WARNING: Preserving files across sysupgrades can be fatal (see 'NOTE: …') on systems with weak cpu and exceptionally large rootfs_data partitions.

Files to be preserved depend on the following:

  • /etc/sysupgrade.conf - customizable backup configuration.
  • /lib/upgrade/keep.d/* - system configurations provided by specific packages preserved by default.
  • opkg list-changed-conffiles - list of files derived by package manager.

SAVE_OVERLAY saves the complete /overlay directory. There's no rule what needs to be saved… sometimes I install additional packages but then include them in the later firmware builds, so I don't have to preserve those. Sometimes files are modified and the new firmware already contains the modifications so those are also not needed. But config files are needed or router will boot with default settings. But those are preserved by default (unless using -n).

– Does this mean, I make an archive.tar.gz of /etc and /root for example and sysupgrade -f archive.tar.gz will flash the router and afterwards restores the configs from this archive?

That's what is says: 'restore configuration from .tar.gz (file or url)'. Anything archived in the tgz will be written to /overlay after the flash. This way you can hand-pick the files that will be the system after new firmware boot.

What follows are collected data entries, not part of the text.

//! Record dispatch
//!
//! Maps one raw JSON record to the entity it describes. The decision is a
//! closed, two-step tagged decode: first a [`Discriminator`], then the
//! entity decode selected by it.
//!
//! - A record wrapped with list membership metadata (an `added_at` key) is
//!   a list item. Endpoints known to return such wrappers supply the
//!   wrapped kind; without that context exactly one of the kind keys
//!   `track`, `album`, `artist`, `user` must be present.
//! - Any other record is selected by its own `type` field.

use serde_json::Value;
use std::fmt;
use tracing::trace;

use crate::entities::{Album, Artist, ListItem, Playlist, Track, User};
use crate::error::{CatalogError, Result};
use crate::state::State;

/// Entity kinds the catalog knows, named by their `type` value.
#[derive(Debug, Clone, Copy, PartialEq, Eq, Hash)]
pub enum EntityKind {
    Album,
    Artist,
    Track,
    Playlist,
    User,
}

impl EntityKind {
    /// Kind keys recognized next to `added_at`, in lookup order.
    pub const LIST_ITEM_KEYS: [EntityKind; 4] = [
        EntityKind::Track,
        EntityKind::Album,
        EntityKind::Artist,
        EntityKind::User,
    ];

    pub fn as_str(&self) -> &'static str {
        match self {
            EntityKind::Album => "album",
            EntityKind::Artist => "artist",
            EntityKind::Track => "track",
            EntityKind::Playlist => "playlist",
            EntityKind::User => "user",
        }
    }

    pub fn from_type(value: &str) -> Option<Self> {
        match value {
            "album" => Some(EntityKind::Album),
            "artist" => Some(EntityKind::Artist),
            "track" => Some(EntityKind::Track),
            "playlist" => Some(EntityKind::Playlist),
            "user" => Some(EntityKind::User),
            _ => None,
        }
    }
}

impl fmt::Display for EntityKind {
    fn fmt(&self, f: &mut fmt::Formatter<'_>) -> fmt::Result {
        f.write_str(self.as_str())
    }
}

/// What a record is, decided before it is decoded.
#[derive(Debug, Clone, Copy, PartialEq, Eq, Hash)]
pub enum Discriminator {
    /// A bare entity record
    Entity(EntityKind),
    /// An `added_at` wrapper around an entity of this kind
    ListItem(EntityKind),
}

impl Discriminator {
    /// Classify `record`. `list_kind` is the wrapped kind for endpoints that
    /// return list items; it takes precedence over key inspection.
    pub fn detect(record: &Value, list_kind: Option<EntityKind>) -> Result<Self> {
        let object = record
            .as_object()
            .ok_or_else(|| CatalogError::decode("record", "expected a JSON object"))?;

        if let Some(kind) = list_kind {
            return Ok(Discriminator::ListItem(kind));
        }

        if object.contains_key("added_at") {
            let candidates: Vec<EntityKind> = EntityKind::LIST_ITEM_KEYS
                .into_iter()
                .filter(|kind| object.contains_key(kind.as_str()))
                .collect();
            return match candidates.as_slice() {
                [kind] => Ok(Discriminator::ListItem(*kind)),
                _ => Err(CatalogError::AmbiguousListItem {
                    candidates: candidates.iter().map(|k| k.as_str().to_string()).collect(),
                }),
            };
        }

        match object.get("type") {
            Some(Value::String(kind)) => EntityKind::from_type(kind)
                .map(Discriminator::Entity)
                .ok_or_else(|| CatalogError::UnsupportedEntityKind(kind.clone())),
            Some(other) => Err(CatalogError::UnsupportedEntityKind(other.to_string())),
            None => Err(CatalogError::decode(
                "record",
                "no `type` field and no `added_at` wrapper",
            )),
        }
    }

    pub fn kind(&self) -> EntityKind {
        match self {
            Discriminator::Entity(kind) | Discriminator::ListItem(kind) => *kind,
        }
    }
}

impl fmt::Display for Discriminator {
    fn fmt(&self, f: &mut fmt::Formatter<'_>) -> fmt::Result {
        match self {
            Discriminator::Entity(kind) => write!(f, "{}", kind),
            Discriminator::ListItem(kind) => write!(f, "list_{}", kind),
        }
    }
}

/// Any entity the dispatcher can produce.
#[derive(Debug, Clone, PartialEq)]
pub enum Entity {
    Album(Album),
    Artist(Artist),
    Track(Track),
    Playlist(Playlist),
    User(User),
    ListAlbum(ListItem<Album>),
    ListArtist(ListItem<Artist>),
    ListTrack(ListItem<Track>),
    ListUser(ListItem<User>),
}

impl Entity {
    pub fn discriminator(&self) -> Discriminator {
        match self {
            Entity::Album(_) => Discriminator::Entity(EntityKind::Album),
            Entity::Artist(_) => Discriminator::Entity(EntityKind::Artist),
            Entity::Track(_) => Discriminator::Entity(EntityKind::Track),
            Entity::Playlist(_) => Discriminator::Entity(EntityKind::Playlist),
            Entity::User(_) => Discriminator::Entity(EntityKind::User),
            Entity::ListAlbum(_) => Discriminator::ListItem(EntityKind::Album),
            Entity::ListArtist(_) => Discriminator::ListItem(EntityKind::Artist),
            Entity::ListTrack(_) => Discriminator::ListItem(EntityKind::Track),
            Entity::ListUser(_) => Discriminator::ListItem(EntityKind::User),
        }
    }
}

macro_rules! entity_conversion {
    ($variant:ident, $target:ty, $expected:literal) => {
        impl TryFrom<Entity> for $target {
            type Error = CatalogError;

            fn try_from(entity: Entity) -> Result<Self> {
                match entity {
                    Entity::$variant(inner) => Ok(inner),
                    other => Err(CatalogError::UnexpectedEntityKind {
                        expected: $expected.to_string(),
                        actual: other.discriminator().to_string(),
                    }),
                }
            }
        }

        impl From<$target> for Entity {
            fn from(inner: $target) -> Self {
                Entity::$variant(inner)
            }
        }
    };
}

entity_conversion!(Album, Album, "album");
entity_conversion!(Artist, Artist, "artist");
entity_conversion!(Track, Track, "track");
entity_conversion!(Playlist, Playlist, "playlist");
entity_conversion!(User, User, "user");
entity_conversion!(ListAlbum, ListItem<Album>, "list_album");
entity_conversion!(ListArtist, ListItem<Artist>, "list_artist");
entity_conversion!(ListTrack, ListItem<Track>, "list_track");
entity_conversion!(ListUser, ListItem<User>, "list_user");

impl State {
    /// Build the entity a record describes, dispatching on its `type`
    /// field or its `added_at` wrapper.
    pub fn objectify(&self, record: Value) -> Result<Entity> {
        self.objectify_in(record, None)
    }

    /// Build a list item of a known kind, as returned by list-wrapper
    /// endpoints (saved albums, playlist items).
    pub fn objectify_list_item(&self, record: Value, kind: EntityKind) -> Result<Entity> {
        self.objectify_in(record, Some(kind))
    }

    /// [`objectify`](Self::objectify) and require a specific entity type.
    pub fn objectify_as<T>(&self, record: Value) -> Result<T>
    where
        T: TryFrom<Entity, Error = CatalogError>,
    {
        self.objectify(record).and_then(T::try_from)
    }

    pub(crate) fn objectify_in(&self, record: Value, list_kind: Option<EntityKind>) -> Result<Entity> {
        let discriminator = Discriminator::detect(&record, list_kind)?;
        trace!(%discriminator, "Objectifying record");

        Ok(match discriminator {
            Discriminator::Entity(EntityKind::Album) => Entity::Album(Album::from_record(self, record)?),
            Discriminator::Entity(EntityKind::Artist) => {
                Entity::Artist(Artist::from_record(self, record)?)
            }
            Discriminator::Entity(EntityKind::Track) => Entity::Track(Track::from_record(self, record)?),
            Discriminator::Entity(EntityKind::Playlist) => {
                Entity::Playlist(Playlist::from_record(self, record)?)
            }
            Discriminator::Entity(EntityKind::User) => Entity::User(User::from_record(self, record)?),
            Discriminator::ListItem(EntityKind::Album) => {
                Entity::ListAlbum(ListItem::from_record(self, record, EntityKind::Album)?)
            }
            Discriminator::ListItem(EntityKind::Artist) => {
                Entity::ListArtist(ListItem::from_record(self, record, EntityKind::Artist)?)
            }
            Discriminator::ListItem(EntityKind::Track) => {
                Entity::ListTrack(ListItem::from_record(self, record, EntityKind::Track)?)
            }
            Discriminator::ListItem(EntityKind::User) => {
                Entity::ListUser(ListItem::from_record(self, record, EntityKind::User)?)
            }
            Discriminator::ListItem(EntityKind::Playlist) => {
                return Err(CatalogError::UnsupportedEntityKind(discriminator.to_string()))
            }
        })
    }
}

The sysupgrade process works roughly like this, starting from the execution of /sbin/sysupgrade:

  1. Locate the file to upgrade from on the filesystem, or if the second option to sysupgrade starts with http://, download the firmware file using wget.
  2. Do some minor validation of various things, and grab whatever config files the end user wants to be restored and packs them up into a tarball.
  3. Send a message, via ubus, to procd, to initiate the upgrade.
  4. procd does some stuff which I haven't finished completely understanding just yet, but it looks like firmware verification to make sure we don't upgrade to a bad firmware file.
  5. Notably, procd does not terminate any services here.
  6. procd replaces itself (via execvp) with the program /sbin/upgraded. Service management is no longer possible.
  7. /sbin/upgraded now acts as PID1. It executes the shell script /lib/upgrade/stage2 with parameters. The remaining sequence runs from this shell script.
  8. Terminate (SIGKILL) all telnet, ash, and dropbear processes.
  9. Loop over all remaining processes, sending them the TERM signal.
  10. Loop over all remaining processes, sending them the KILL signal.
  11. Create a new RAM filesystem, mount it, and copy over a very small set of binaries into it.
  12. Change root into the new RAM filesystem.
  13. Remount /overlay read-only, and lazy-unmount it.
  14. Write the upgraded firmware to disk. (This can include platform/device-specific upgrade steps in platform_do_upgrade, handling mtd or partitioning details.)
  15. Write the saved configuration (if any) to disk. (This is a platform-specific step, via platform_copy_config.)
  16. Unmount any remaining filesystems.
  17. Reboot.

There are plenty of potential deficiencies in this process, among them:

  • Hardcodes a list of “potentially-interfering” / interactive processes (ash, telnet, dropbear) to kill first; this is not exhaustive or up-to-date (e.g., telnet is no longer in the base install; openssh is not handled).
  • Does not give processes much time in between TERM and KILL signals.
  • Does not utilise procd to tear down services.
  • Susceptible to fork bombs.
  • Easily broken by open files on storage devices (e.g., for swap, or explicitly opened), as these can prevent unmounting /overlay.
  • Does not handle errors (e.g., I/O) in writing the disk image, potentially leaving a partially-upgraded system upon reboot.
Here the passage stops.